BACKGROUND
Multimorbidity is the coexistence of two or more long-term conditions. Patients with multiple conditions are common and have poor outcomes, including decreased quality of life, longer hospital stays, and higher costs of care.1,2 Models have been proposed to support clinical intervention in multimorbidity,3–5 but they are limited in scope and practical application. This paper offers a broader theoretical framework within which multimorbidity can be explored, from three perspectives:
the clinical encounter — the consultation between practitioner and patient;
service delivery — with increasing demands on limited healthcare resources, there is a need to deliver services more effectively and efficiently; and
clinical governance — measures of clinical quality are becoming increasingly relevant.
CONSTRUCTS OF THE MODEL
The model takes as its starting point the systems approach of Kurtz and Snowden.6 Three domains are proposed:
ordered (simple or complicated), where there is a simple relationship between cause and effect that can be understood by analysis of its component parts;
transitional, with features of both ordered and unordered systems; and
unordered (complex or chaotic), in which there is no simple relationship between cause and effect. The system cannot be understood by a reduction into its parts, although patterns emerge from the underlying interactions, and causality may be inferred retrospectively. Chaotic is used in the sense of unstructured randomness with no relationship between cause and effect, rather than the mathematical chaos, which is deterministic.
The structure of each domain has implications for clinical decision making and health service delivery, illustrated by a case study of morbidity (Table 1).
The ordered domain
Simple ordered
There is a single-ordered clinical problem and a predictable and linear relationship between cause and effect. Small inputs give rise to small outputs and vice versa. Outcomes are well defined and the process that relates system inputs to outputs is known or knowable.
Complicated ordered
There are a number of simple problems that do not interact with each other, although the system can be analysed by a reduction into its simple-ordered component parts. Knowledge can be captured by techniques within a hierarchy of evidence-based approaches. The system is ‘knowable’, providing adequate investigative resources are available, but where uncertainty does exist, it can be quantified using statistical methods. The clinical approach is to categorise the system and act according to predefined pathways or guidelines. Ordered problems can be addressed by practitioners with lower levels of training by following clinical protocols such as nurse-led care for asthma or hypertension. Managed systems operating within bureaucratic frameworks or market-based approaches based on competition between providers have been adopted to deliver effective and efficient patterns of service delivery.7 Measures of quality can be readily defined and measured, as in the NHS Quality and Outcomes Framework.
The transitional domain
In this domain, there is a transition from order to disorder. Interaction between system elements prevents each clinical entity being completely understood in isolation. Although exact causal relationships cannot be known, the direction in which variables drive the system can reasonably be assumed. Here, a ‘bounded rationality’ recognises the limits to decision making and courses of action that are good enough.8 An approach known as qualitative system dynamics9 assumes that we may not know the precise results of any action but we may know enough to be able to identify sensible actions. Inference diagrams can offer a way of describing potential interactions between multiple variables acting in interacting loops, and identify opportunities for movement in a required direction (Figure 1). However, as the system becomes less ordered, these opportunities become more ambiguous.

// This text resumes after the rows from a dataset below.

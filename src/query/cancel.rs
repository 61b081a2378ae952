//! Cooperative cancellation for long-running evaluations.

use std::sync::atomic::{AtomicBool, Ordering};
use std::sync::Arc;

/// Shared flag a host sets to abandon an evaluation.
///
/// Relational operators check the token on entry, so cancellation takes
/// effect between operator calls - there are no suspension points inside a
/// rule. Cloning shares the flag.
#[derive(Debug, Clone, Default)]
pub struct CancellationToken {
    cancelled: Arc<AtomicBool>,
}

impl CancellationToken {
    pub fn new() -> Self {
        Self::default()
    }

    /// Request cancellation. Idempotent.
    pub fn cancel(&self) {
        self.cancelled.store(true, Ordering::Relaxed);
    }

    pub fn is_cancelled(&self) -> bool {
        self.cancelled.load(Ordering::Relaxed)
    }
}

#[cfg(test)]
mod tests {
    use super::*;

    #[test]
    fn test_token_starts_clear() {
        let token = CancellationToken::new();
        assert!(!token.is_cancelled());
    }

    #[test]
    fn test_cancel_is_shared_across_clones() {
        let token = CancellationToken::new();
        let clone = token.clone();
        clone.cancel();
        assert!(token.is_cancelled());
    }
}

Protocol-driven care may still be relevant but with a wider acknowledgement of the potential impact of other factors. A broader team approach emphasises management and coordination across teams. The focus is on a closer integration between mental health, public health, and primary care, supported by information sharing and case management.10
As the transitional domain becomes more unordered, management guidelines and strategies may themselves create a growing burden for patients. A ‘minimally disruptive approach’11 recognises that the complex interactions of comorbidity are excluded from most practice guidelines and that the treatment burden can become problematic for the patient.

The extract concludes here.